How TfL uses ‘big data’ to plan transport services
20 June 2016 • Author(s): Lauren Sager Weinstein, Head of Analytics at Transport for London (TfL)
Lauren Sager Weinstein, Head of Analytics at Transport for London (TfL), has responsibility for the analysis of customer data, supporting operational and planning areas in delivery of services to TfL’s customers. London is a big growing city; more than 31 million journeys are made in the capital each day, 23% more than 15 years ago. Trains on one of the busiest underground lines, the Victoria line, carries thousands of commuters at a rate of one every 100 seconds during the morning peak. As Lauren explains for Eurotransport, it’s therefore natural that the data that TfL has access to is big as well.
Every day there are 20 million ‘taps’ captured through our ticketing system; our iBus location system provides accurate location and prediction information for all 9,200 vehicles in the fleet and we help keep London moving by managing traffic flow with our 6,000 traffic signals and 1,400 cameras. Our systems therefore record a vast amount of operational data.
However, just holding lots of data isn’t enough. To get value from it we have to turn it into useful information for our customers and into tools to plan and run our services. We actively experiment to see what we can learn from all data. The results of these trials allow us to improve the products and services that we deliver to our customers.

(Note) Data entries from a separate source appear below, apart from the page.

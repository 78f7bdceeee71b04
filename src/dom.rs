use super::*;

const STACK_RED_ZONE: usize = 64 * 1024;
const STACK_GROW_SIZE: usize = 2 * 1024 * 1024;

#[derive(Debug, Clone)]
pub(crate) enum NodeType {
    Document,
    Element(Element),
    Text(String),
}

#[derive(Debug, Clone)]
pub(crate) struct Node {
    pub(crate) parent: Option<NodeId>,
    pub(crate) children: Vec<NodeId>,
    pub(crate) node_type: NodeType,
}

#[derive(Debug, Clone)]
pub(crate) struct Element {
    pub(crate) tag_name: String,
    // Source order is kept so serialization is stable.
    pub(crate) attrs: Vec<(String, String)>,
}

impl Element {
    pub(crate) fn attr(&self, name: &str) -> Option<&str> {
        self.attrs
            .iter()
            .find(|(key, _)| key == name)
            .map(|(_, value)| value.as_str())
    }

    fn set_attr(&mut self, name: &str, value: String) {
        if let Some(slot) = self.attrs.iter_mut().find(|(key, _)| key == name) {
            slot.1 = value;
        } else {
            self.attrs.push((name.to_string(), value));
        }
    }

    fn remove_attr(&mut self, name: &str) {
        self.attrs.retain(|(key, _)| key != name);
    }
}

#[derive(Debug, Clone)]
pub(crate) struct Dom {
    nodes: Vec<Node>,
    pub(crate) root: NodeId,
    id_index: HashMap<String, NodeId>,
}

impl Dom {
    pub(crate) fn new() -> Self {
        let root = Node {
            parent: None,
            children: Vec::new(),
            node_type: NodeType::Document,
        };
        Self {
            nodes: vec![root],
            root: NodeId(0),
            id_index: HashMap::new(),
        }
    }

    fn create_node(&mut self, parent: Option<NodeId>, node_type: NodeType) -> NodeId {
        let id = NodeId(self.nodes.len());
        self.nodes.push(Node {
            parent,
            children: Vec::new(),
            node_type,
        });
        if let Some(parent_id) = parent {
            self.nodes[parent_id.0].children.push(id);
        }
        id
    }

    pub(crate) fn create_element(
        &mut self,
        parent: NodeId,
        tag_name: String,
        attrs: Vec<(String, String)>,
    ) -> NodeId {
        let element = Element { tag_name, attrs };
        let id_attr = element.attr("id").map(ToOwned::to_owned);
        let id = self.create_node(Some(parent), NodeType::Element(element));
        if let Some(id_attr) = id_attr {
            // First occurrence wins, like getElementById.
            self.id_index.entry(id_attr).or_insert(id);
        }
        id
    }

    pub(crate) fn create_text(&mut self, parent: NodeId, text: String) -> NodeId {
        self.create_node(Some(parent), NodeType::Text(text))
    }

    /// Copies the children of `fragment`'s document node under `parent`.
    /// Returns the ids of the top-level nodes created.
    pub(crate) fn append_fragment(&mut self, parent: NodeId, fragment: &Dom) -> Result<Vec<NodeId>> {
        if self.element(parent).is_none() && parent != self.root {
            return Err(Error::Runtime("append target is not an element".into()));
        }
        let mut created = Vec::new();
        for child in fragment.children(fragment.root) {
            created.push(self.import_node(parent, fragment, *child));
        }
        Ok(created)
    }

    fn import_node(&mut self, parent: NodeId, fragment: &Dom, source: NodeId) -> NodeId {
        stacker::maybe_grow(STACK_RED_ZONE, STACK_GROW_SIZE, || {
            let node_type = fragment.nodes[source.0].node_type.clone();
            let id = match node_type {
                NodeType::Element(element) => {
                    self.create_element(parent, element.tag_name, element.attrs)
                }
                NodeType::Text(text) => self.create_text(parent, text),
                NodeType::Document => return parent,
            };
            for child in fragment.children(source) {
                self.import_node(id, fragment, *child);
            }
            id
        })
    }

    pub(crate) fn contains(&self, node_id: NodeId) -> bool {
        node_id.0 < self.nodes.len()
    }

    pub(crate) fn element(&self, node_id: NodeId) -> Option<&Element> {
        match &self.nodes.get(node_id.0)?.node_type {
            NodeType::Element(element) => Some(element),
            _ => None,
        }
    }

    fn element_mut(&mut self, node_id: NodeId) -> Option<&mut Element> {
        match &mut self.nodes.get_mut(node_id.0)?.node_type {
            NodeType::Element(element) => Some(element),
            _ => None,
        }
    }

    pub(crate) fn tag_name(&self, node_id: NodeId) -> Option<&str> {
        self.element(node_id).map(|e| e.tag_name.as_str())
    }

    pub(crate) fn attr(&self, node_id: NodeId, name: &str) -> Option<&str> {
        self.element(node_id).and_then(|e| e.attr(name))
    }

    pub(crate) fn parent(&self, node_id: NodeId) -> Option<NodeId> {
        self.nodes.get(node_id.0).and_then(|node| node.parent)
    }

    pub(crate) fn children(&self, node_id: NodeId) -> &[NodeId] {
        self.nodes
            .get(node_id.0)
            .map(|node| node.children.as_slice())
            .unwrap_or(&[])
    }

    pub(crate) fn by_id(&self, id: &str) -> Option<NodeId> {
        self.id_index.get(id).copied()
    }

    pub(crate) fn is_descendant_of(&self, node_id: NodeId, ancestor: NodeId) -> bool {
        let mut cursor = self.parent(node_id);
        while let Some(current) = cursor {
            if current == ancestor {
                return true;
            }
            cursor = self.parent(current);
        }
        false
    }

    /// Walks from `node_id` (inclusive) through its parents and returns the
    /// first element carrying `class_name`.
    pub(crate) fn closest_with_class(&self, node_id: NodeId, class_name: &str) -> Option<NodeId> {
        let mut cursor = Some(node_id);
        while let Some(current) = cursor {
            if self
                .element(current)
                .is_some_and(|element| has_class(element, class_name))
            {
                return Some(current);
            }
            cursor = self.parent(current);
        }
        None
    }

    pub(crate) fn class_contains(&self, node_id: NodeId, class_name: &str) -> Result<bool> {
        let element = self
            .element(node_id)
            .ok_or_else(|| Error::Runtime("classList target is not an element".into()))?;
        Ok(has_class(element, class_name))
    }

    pub(crate) fn class_list(&self, node_id: NodeId) -> Result<Vec<String>> {
        let element = self
            .element(node_id)
            .ok_or_else(|| Error::Runtime("classList target is not an element".into()))?;
        Ok(class_tokens(element.attr("class")))
    }

    pub(crate) fn class_add(&mut self, node_id: NodeId, class_name: &str) -> Result<()> {
        let element = self
            .element_mut(node_id)
            .ok_or_else(|| Error::Runtime("classList target is not an element".into()))?;
        let mut classes = class_tokens(element.attr("class"));
        if !classes.iter().any(|name| name == class_name) {
            classes.push(class_name.to_string());
        }
        set_class_attr(element, &classes);
        Ok(())
    }

    pub(crate) fn class_remove(&mut self, node_id: NodeId, class_name: &str) -> Result<()> {
        let element = self
            .element_mut(node_id)
            .ok_or_else(|| Error::Runtime("classList target is not an element".into()))?;
        let mut classes = class_tokens(element.attr("class"));
        classes.retain(|name| name != class_name);
        set_class_attr(element, &classes);
        Ok(())
    }

    pub(crate) fn class_toggle(&mut self, node_id: NodeId, class_name: &str) -> Result<bool> {
        if self.class_contains(node_id, class_name)? {
            self.class_remove(node_id, class_name)?;
            Ok(false)
        } else {
            self.class_add(node_id, class_name)?;
            Ok(true)
        }
    }

    /// Elements under `root` in document order, excluding `root` itself.
    pub(crate) fn descendant_elements(&self, root: NodeId) -> Vec<NodeId> {
        let mut out = Vec::new();
        let mut stack: Vec<NodeId> = self.children(root).iter().rev().copied().collect();
        while let Some(node_id) = stack.pop() {
            if self.element(node_id).is_some() {
                out.push(node_id);
            }
            stack.extend(self.children(node_id).iter().rev().copied());
        }
        out
    }

    pub(crate) fn elements_by_class_name(&self, class_name: &str) -> Vec<NodeId> {
        self.descendant_elements(self.root)
            .into_iter()
            .filter(|node_id| {
                self.element(*node_id)
                    .is_some_and(|element| has_class(element, class_name))
            })
            .collect()
    }

    pub(crate) fn text_content(&self, node_id: NodeId) -> String {
        let mut out = String::new();
        self.write_text_content(node_id, &mut out);
        out
    }

    fn write_text_content(&self, node_id: NodeId, out: &mut String) {
        stacker::maybe_grow(STACK_RED_ZONE, STACK_GROW_SIZE, || {
            match self.nodes.get(node_id.0).map(|node| &node.node_type) {
                Some(NodeType::Text(text)) => out.push_str(text),
                Some(NodeType::Document | NodeType::Element(_)) => {
                    for child in self.children(node_id) {
                        self.write_text_content(*child, out);
                    }
                }
                None => {}
            }
        })
    }

    pub(crate) fn dump_node(&self, node_id: NodeId) -> String {
        let mut out = String::new();
        self.write_node(node_id, &mut out);
        out
    }

    fn write_node(&self, node_id: NodeId, out: &mut String) {
        stacker::maybe_grow(STACK_RED_ZONE, STACK_GROW_SIZE, || {
            let Some(node) = self.nodes.get(node_id.0) else {
                return;
            };
            match &node.node_type {
                NodeType::Document => {
                    for child in &node.children {
                        self.write_node(*child, out);
                    }
                }
                NodeType::Text(text) => {
                    let raw = node
                        .parent
                        .and_then(|parent| self.tag_name(parent))
                        .is_some_and(|tag| matches!(tag, "script" | "style"));
                    if raw {
                        out.push_str(text);
                    } else {
                        push_escaped(out, text, false);
                    }
                }
                NodeType::Element(element) => {
                    out.push('<');
                    out.push_str(&element.tag_name);
                    for (k, v) in &element.attrs {
                        out.push(' ');
                        out.push_str(k);
                        out.push_str("=\"");
                        push_escaped(out, v, true);
                        out.push('"');
                    }
                    out.push('>');
                    if html::is_void_tag(&element.tag_name) {
                        return;
                    }
                    for child in &node.children {
                        self.write_node(*child, out);
                    }
                    out.push_str("</");
                    out.push_str(&element.tag_name);
                    out.push('>');
                }
            }
        })
    }
}

fn push_escaped(out: &mut String, src: &str, in_attr: bool) {
    for ch in src.chars() {
        match ch {
            '&' => out.push_str("&amp;"),
            '<' => out.push_str("&lt;"),
            '"' if in_attr => out.push_str("&quot;"),
            _ => out.push(ch),
        }
    }
}

pub(crate) fn has_class(element: &Element, class_name: &str) -> bool {
    element
        .attr("class")
        .map(|classes| classes.split_ascii_whitespace().any(|c| c == class_name))
        .unwrap_or(false)
}

pub(crate) fn class_tokens(class_attr: Option<&str>) -> Vec<String> {
    class_attr
        .map(|value| {
            value
                .split_ascii_whitespace()
                .map(ToOwned::to_owned)
                .collect::<Vec<_>>()
        })
        .unwrap_or_default()
}

fn set_class_attr(element: &mut Element, classes: &[String]) {
    if classes.is_empty() {
        element.remove_attr("class");
    } else {
        element.set_attr("class", classes.join(" "));
    }
}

Using our ticketing data we have been able to build a comprehensive picture of travel patterns across our rail and bus networks. The use of Oyster and contactless payments through bank cards, Apple Pay and now Android Pay, has given us tube and rail station entry and exit data as customers have to touch in and out for their journeys. Bus journeys, on the other hand, may seem more problematic to monitor, as our customers are only required to tap in when they get on, but not when they exit. However, we can now tell when our customers are leaving a bus using a Big Data tool which looks at origin, destination and bus interchange information – which we call ODX. It combines bus location and ticketing data to try and match up origin and destination pairs to create a multi-modal travel dataset.
All of this information means that we can improve network and interchange planning and review the impacts of closures and diversions. For example, we used ODX to restructure the bus network in the New Addington area of London to help provide better services for local residents. In October 2015 we launched a new service pattern for the neighbourhood that better meets our customers’ needs.